Mnet 125054 Chememissions

The Environmental Protection Agency said Thursday that industrial facilities cut their emissions of toxic chemicals in half from 2005 to 2015.

The agency's annual Toxics Release Inventory National Analysis showed that releases of those chemicals into the air fell 56 percent over that span. Between 2014 and 2015, emissions declined by 8 percent.
The TRI program collects data each year from nearly 22,000 facilities in manufacturing, mining, electric utilities, commercial hazardous waste management and other industrial sectors.

Those plants must detail toxic chemical releases for the previous year by July 1 and compile information on pollution prevention and other waste management procedures.

The EPA said that the report showed "significantly lower air releases" of hydrochloric acid, sulfuric acid, mercury and toluene, and that the vast majority of reductions in the first three chemicals were due to actions by coal- and oil-fired utilities -- including implementing environmental regulations and installing emission control technologies -- as well as the shift from coal to alternative fuel sources.

The agency said those pollutants were linked to respiratory irritation, nervous system development damage and other health issues.

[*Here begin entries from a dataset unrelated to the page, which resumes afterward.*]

// 50 Hz loop with watchdog
// Note: a watchdog is a safety mechanism that triggers a safe action if something goes wrong
// Eg. without it if teleop crashes and stops sending commands, the chassis would keep driving

use std::path::PathBuf;
use std::time::{Duration, Instant};
use tokio::time::{Interval, MissedTickBehavior, interval};
use tracing::{debug, info, warn};

// local imports
use crate::assembly::{ActuatorFactory, FeetechFactory, SimFactory, build_chassis};
use crate::config::{CMD_TIMEOUT, LOOP_HZ, MOTOR_ENABLED, MOTOR_PORT, RobotConfig, TOPIC_CMD_BASE, TOPIC_HEALTH, TOPIC_RT_STATE};
use crate::error::BuildError;
use crate::messages::{ChassisState, MotionCommand, RuntimeHealth};
use crate::motor::open_shared_bus;
use crate::swerve::Chassis;
use crate::tuning::TuningRegistry;

pub struct Runtime {
    latest_cmd: Option<MotionCommand>,
    cmd_received_at: Instant,
    health: RuntimeHealth,
    chassis: Chassis,
    tuning: TuningRegistry,
}

impl Runtime {
    /// Build the chassis described by `config` on the given actuators
    pub fn new(config: &RobotConfig, factory: &mut dyn ActuatorFactory) -> Result<Self, BuildError> {
        let mut tuning = TuningRegistry::new();
        let chassis = build_chassis(config, &mut tuning, factory)?;
        Ok(Self {
            latest_cmd: None,
            cmd_received_at: Instant::now(),
            health: RuntimeHealth::CmdStale, // Start stale until first cmd
            chassis,
            tuning,
        })
    }

    /// Process incoming command
    pub fn on_command(&mut self, cmd: MotionCommand) {
        debug!("Received command: {:?}", &cmd);
        self.latest_cmd = Some(cmd);
        self.cmd_received_at = Instant::now();
    }

    /// Pick the motion to apply this cycle based on watchdog state
    fn compute_motion(&mut self) -> MotionCommand {
        let cmd_age = self.cmd_received_at.elapsed();

        if cmd_age > CMD_TIMEOUT {
            // Watchdog triggered - stop the robot and drop any remote tuning
            if self.health != RuntimeHealth::CmdStale {
                warn!("Command stale ({:?} old), stopping robot", cmd_age);
                self.tuning.reset_all();
            }
            self.health = RuntimeHealth::CmdStale;
            MotionCommand::default() // Zero velocity
        } else if let Some(cmd) = self.latest_cmd {
            if self.health != RuntimeHealth::Ok {
                info!("Commands flowing, driving");
            }
            self.health = RuntimeHealth::Ok;
            cmd
        } else {
            // No command ever received
            self.health = RuntimeHealth::CmdStale;
            MotionCommand::default()
        }
    }

    /// One control cycle: watchdog, strategy, actuators
    pub fn step(&mut self) -> ChassisState {
        let motion = self.compute_motion();
        self.chassis.set_motion(motion.direction(), motion.rotation);
        self.chassis.update();
        self.chassis.state()
    }

    pub fn health(&self) -> RuntimeHealth {
        self.health
    }

    pub fn tuning(&self) -> &TuningRegistry {
        &self.tuning
    }

    pub fn tuning_mut(&mut self) -> &mut TuningRegistry {
        &mut self.tuning
    }
}

/// What `run` needs from the command line
#[derive(Debug, Clone, Default)]
pub struct RunOptions {
    /// JSON robot description; the built-in square base when absent
    pub config: Option<PathBuf>,
    /// Serial port override
    pub port: Option<String>,
    /// Use simulated actuators instead of the motor bus
    pub simulate: bool,
}

/// Loop timer; a late cycle is skipped instead of replayed in a burst
fn control_tick() -> Interval {
    let mut tick = interval(Duration::from_millis(1000 / LOOP_HZ));
    tick.set_missed_tick_behavior(MissedTickBehavior::Skip);
    tick
}

pub async fn run(options: RunOptions) -> Result<(), Box<dyn std::error::Error + Send + Sync>> {
    let config = match &options.config {
        Some(path) => RobotConfig::load(path)?,
        None => {
            info!("No config given, using the default square base");
            RobotConfig::default()
        }
    };

    let mut runtime = if options.simulate || !MOTOR_ENABLED {
        info!("Using simulated actuators");
        Runtime::new(&config, &mut SimFactory::new(&config))?
    } else {
        let port = options.port.as_deref().unwrap_or(MOTOR_PORT);
        let bus = open_shared_bus(port)?;
        Runtime::new(&config, &mut FeetechFactory::new(bus))?
    };

    info!("Opening Zenoh session...");
    let session = zenoh::open(zenoh::Config::default()).await?;

    info!("Setting up publishers and subscribers...");
    let subscriber = session.declare_subscriber(TOPIC_CMD_BASE).await?;
    let pub_state = session.declare_publisher(TOPIC_RT_STATE).await?;
    let pub_health = session.declare_publisher(TOPIC_HEALTH).await?;

    let mut tick = control_tick();

    info!(
        "Runtime started: {}Hz loop, {}ms watchdog timeout",
        LOOP_HZ,
        CMD_TIMEOUT.as_millis()
    );
    info!("Subscribed to: {}", TOPIC_CMD_BASE);
    info!("Publishing to: {}, {}", TOPIC_RT_STATE, TOPIC_HEALTH);

    loop {
        tick.tick().await;

        // 1. Drain all pending commands (non-blocking), keep latest
        while let Ok(Some(sample)) = subscriber.try_recv() {
            let payload = sample.payload().to_bytes();
            match serde_json::from_slice::<MotionCommand>(&payload) {
                Ok(cmd) => {
                    runtime.on_command(cmd);
                }
                Err(e) => {
                    warn!("Failed to parse command: {}", e);
                }
            }
        }

        // 2. Run the chassis (includes watchdog logic)
        let state = runtime.step();

        // 3. Publish chassis state
        let state_json = serde_json::to_string(&state)?;
        pub_state.put(state_json).await?;

        // 4. Publish health
        let health_json = serde_json::to_string(&runtime.health)?;
        pub_health.put(health_json).await?;
    }
}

"Today’s report shows action by EPA, state and tribal regulators and the regulated community has helped dramatically lower toxic air emissions over the past 10 years,” said Jim Jones, the EPA Assistant Administrator for the Office of Chemical Safety and Pollution Prevention.

The EPA also indicated that more than 90 percent of total chemical waste in 2015 was treated, recycled, recovered or otherwise not released into the environment, although that total did not include the metal mining segment, "which presents only limited opportunities for pollution prevention."